IDEAS home Printed from https://ideas.repec.org/
MyIDEAS: Log in (now much improved!) to save this paper

Reduction of Compound Lotteries with Objective Probabilities: Theory and Evidence

  • Glenn W. Harrison
  • Jimmy Martínez-Correa
  • J. Todd Swarthout

The reduction of compound lotteries (ROCL) has assumed a central role in the evaluation of behavior towards risk and uncertainty. We present experimental evidence on its validity in the domain of objective probabilities. Our experiment explicitly recognizes the impact that the random lottery incentive mechanism payment procedure may have on preferences, and so we collect data using both "1-in-1" and "1-in-K" payment procedures, where K>1. We do not find violations of ROCL when subjects are presented with only one choice that is played for money. However, when individuals are presented with many choices and random lottery incentive mechanism is used to select one choice for payoff, we do find violations of ROCL. These results are supported by both non-parametric analysis of choice patterns, as well as structural estimation of latent preferences.

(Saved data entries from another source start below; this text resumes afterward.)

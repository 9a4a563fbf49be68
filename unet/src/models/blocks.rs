//! # Decoder Blocks
//!
//! Building blocks of the U-Net decoder. Every block doubles (more generally,
//! multiplies by its rate) the spatial resolution, concatenates the skip feature when
//! one is wired to it, and refines the result with 3x3 convolutions.

use burn::{
    nn::{
        conv::{Conv2d, Conv2dConfig, ConvTranspose2d, ConvTranspose2dConfig},
        BatchNorm, BatchNormConfig, PaddingConfig2d, Relu,
    },
    prelude::*,
    tensor::{
        module::interpolate,
        ops::{InterpolateMode, InterpolateOptions},
    },
};

use crate::config::DecoderBlockType;

/// Configuration for the [`ConvRelu`] module.
#[derive(Config, Debug)]
pub struct ConvReluConfig {
    /// Number of input channels.
    in_channels: usize,
    /// Number of output channels.
    out_channels: usize,
    /// Insert BatchNorm between the convolution and the ReLU.
    #[config(default = "true")]
    use_batchnorm: bool,
}

impl ConvReluConfig {
    /// Initializes a new `ConvRelu` module.
    pub fn init<B: Backend>(&self, device: &Device<B>) -> ConvRelu<B> {
        let conv = Conv2dConfig::new([self.in_channels, self.out_channels], [3, 3])
            .with_padding(PaddingConfig2d::Explicit(1, 1))
            .with_bias(!self.use_batchnorm)
            .init(device);
        let bn = self
            .use_batchnorm
            .then(|| BatchNormConfig::new(self.out_channels).init(device));

        ConvRelu {
            conv,
            bn,
            relu: Relu::new(),
        }
    }
}

/// 3x3 convolution, optional BatchNorm, ReLU.
#[derive(Module, Debug)]
pub struct ConvRelu<B: Backend> {
    conv: Conv2d<B>,
    bn: Option<BatchNorm<B, 2>>,
    relu: Relu,
}

impl<B: Backend> ConvRelu<B> {
    pub fn forward(&self, x: Tensor<B, 4>) -> Tensor<B, 4> {
        let x = self.conv.forward(x);
        let x = match &self.bn {
            Some(bn) => bn.forward(x),
            None => x,
        };
        self.relu.forward(x)
    }
}

/// Configuration for a [`DecoderBlock`].
#[derive(Config, Debug)]
pub struct DecoderBlockConfig {
    /// Channels of the feature coming from the previous stage.
    in_channels: usize,
    /// Channels of the skip feature; zero when the stage has no skip connection.
    #[config(default = "0")]
    skip_channels: usize,
    /// Output channels of the block.
    filters: usize,
    /// Spatial upsampling factor.
    #[config(default = "2")]
    rate: usize,
    #[config(default = "true")]
    use_batchnorm: bool,
    #[config(default = "DecoderBlockType::Upsampling")]
    block_type: DecoderBlockType,
}

impl DecoderBlockConfig {
    /// Initializes the block variant selected by `block_type`.
    pub fn init<B: Backend>(&self, device: &Device<B>) -> DecoderBlock<B> {
        match self.block_type {
            DecoderBlockType::Upsampling => DecoderBlock::Upsample(self.init_upsample(device)),
            DecoderBlockType::Transpose => DecoderBlock::Transpose(self.init_transpose(device)),
        }
    }

    fn init_upsample<B: Backend>(&self, device: &Device<B>) -> UpsampleBlock<B> {
        let conv1 = ConvReluConfig::new(self.in_channels + self.skip_channels, self.filters)
            .with_use_batchnorm(self.use_batchnorm)
            .init(device);
        let conv2 = ConvReluConfig::new(self.filters, self.filters)
            .with_use_batchnorm(self.use_batchnorm)
            .init(device);

        UpsampleBlock {
            rate: self.rate,
            conv1,
            conv2,
        }
    }

    /// Kernel `2 * rate` with padding `rate / 2` scales the input by exactly `rate`
    /// for even rates.
    fn init_transpose<B: Backend>(&self, device: &Device<B>) -> TransposeBlock<B> {
        let kernel = 2 * self.rate;
        let padding = self.rate / 2;
        let up = ConvTranspose2dConfig::new([self.in_channels, self.filters], [kernel, kernel])
            .with_stride([self.rate, self.rate])
            .with_padding([padding, padding])
            .with_bias(!self.use_batchnorm)
            .init(device);
        let bn = self
            .use_batchnorm
            .then(|| BatchNormConfig::new(self.filters).init(device));
        let conv = ConvReluConfig::new(self.filters + self.skip_channels, self.filters)
            .with_use_batchnorm(self.use_batchnorm)
            .init(device);

        TransposeBlock {
            up,
            bn,
            relu: Relu::new(),
            conv,
        }
    }
}

/// Nearest-neighbour upsampling, skip concatenation, two [`ConvRelu`].
#[derive(Module, Debug)]
pub struct UpsampleBlock<B: Backend> {
    rate: usize,
    conv1: ConvRelu<B>,
    conv2: ConvRelu<B>,
}

impl<B: Backend> UpsampleBlock<B> {
    pub fn forward(&self, x: Tensor<B, 4>, skip: Option<Tensor<B, 4>>) -> Tensor<B, 4> {
        let [_, _, height, width] = x.dims();
        let x = interpolate(
            x,
            [height * self.rate, width * self.rate],
            InterpolateOptions::new(InterpolateMode::Nearest),
        );
        let x = concat_skip(x, skip);
        self.conv2.forward(self.conv1.forward(x))
    }
}

/// Transposed convolution, optional BatchNorm, ReLU, skip concatenation, one [`ConvRelu`].
#[derive(Module, Debug)]
pub struct TransposeBlock<B: Backend> {
    up: ConvTranspose2d<B>,
    bn: Option<BatchNorm<B, 2>>,
    relu: Relu,
    conv: ConvRelu<B>,
}

impl<B: Backend> TransposeBlock<B> {
    pub fn forward(&self, x: Tensor<B, 4>, skip: Option<Tensor<B, 4>>) -> Tensor<B, 4> {
        let x = self.up.forward(x);
        let x = match &self.bn {
            Some(bn) => bn.forward(x),
            None => x,
        };
        let x = self.relu.forward(x);
        let x = concat_skip(x, skip);
        self.conv.forward(x)
    }
}

/// An enum to wrap the two decoder block structures.
#[derive(Module, Debug)]
pub enum DecoderBlock<B: Backend> {
    Upsample(UpsampleBlock<B>),
    Transpose(TransposeBlock<B>),
}

impl<B: Backend> DecoderBlock<B> {
    pub fn forward(&self, x: Tensor<B, 4>, skip: Option<Tensor<B, 4>>) -> Tensor<B, 4> {
        match self {
            Self::Upsample(block) => block.forward(x, skip),
            Self::Transpose(block) => block.forward(x, skip),
        }
    }
}

fn concat_skip<B: Backend>(x: Tensor<B, 4>, skip: Option<Tensor<B, 4>>) -> Tensor<B, 4> {
    match skip {
        Some(skip) => Tensor::cat(vec![x, skip], 1),
        None => x,
    }
}

#[cfg(test)]
mod tests {
    use super::*;
    use burn::{backend::NdArray, tensor::Distribution};

    type TestBackend = NdArray<f32>;

    fn random(shape: [usize; 4]) -> Tensor<TestBackend, 4> {
        Tensor::random(shape, Distribution::Normal(0.0, 1.0), &Default::default())
    }

    #[test]
    fn upsample_block_doubles_resolution_and_concatenates_skip() {
        let block = DecoderBlockConfig::new(32, 8)
            .with_skip_channels(16)
            .init::<TestBackend>(&Default::default());

        let output = block.forward(random([2, 32, 4, 4]), Some(random([2, 16, 8, 8])));
        assert_eq!(output.dims(), [2, 8, 8, 8]);
    }

    #[test]
    fn transpose_block_matches_upsample_geometry() {
        let device = Default::default();
        let config = DecoderBlockConfig::new(32, 8).with_skip_channels(16);
        let upsample = config.init::<TestBackend>(&device);
        let transpose = config
            .clone()
            .with_block_type(DecoderBlockType::Transpose)
            .init::<TestBackend>(&device);

        let x = random([1, 32, 4, 6]);
        let skip = random([1, 16, 8, 12]);
        let expected = upsample.forward(x.clone(), Some(skip.clone())).dims();
        assert_eq!(transpose.forward(x, Some(skip)).dims(), expected);
        assert_eq!(expected, [1, 8, 8, 12]);
    }

    #[test]
    fn blocks_run_without_skip() {
        for block_type in [DecoderBlockType::Upsampling, DecoderBlockType::Transpose] {
            let block = DecoderBlockConfig::new(8, 4)
                .with_block_type(block_type)
                .with_use_batchnorm(false)
                .init::<TestBackend>(&Default::default());
            assert_eq!(block.forward(random([1, 8, 2, 2]), None).dims(), [1, 4, 4, 4]);
        }
    }

    #[test]
    fn conv_relu_without_batchnorm_has_bias_and_non_negative_output() {
        let with_bn = ConvReluConfig::new(3, 4).init::<TestBackend>(&Default::default());
        let without_bn = ConvReluConfig::new(3, 4)
            .with_use_batchnorm(false)
            .init::<TestBackend>(&Default::default());

        assert!(with_bn.conv.bias.is_none());
        assert!(without_bn.conv.bias.is_some());
        assert!(without_bn.bn.is_none());

        let output = without_bn.forward(random([1, 3, 5, 5]));
        assert_eq!(output.dims(), [1, 4, 5, 5]);
        assert!(output.min().into_scalar() >= 0.0);
    }
}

We find evidence that the model that best describes behavior when subjects make only one choice is the Rank-Dependent Utility model. When subjects face many choices, their behavior is better characterized by our source-dependent version of the Rank-Dependent Utility model which can account for violations of ROCL. We conclude that payment protocols can create distortions in experimental tests of basic axioms of decision theory.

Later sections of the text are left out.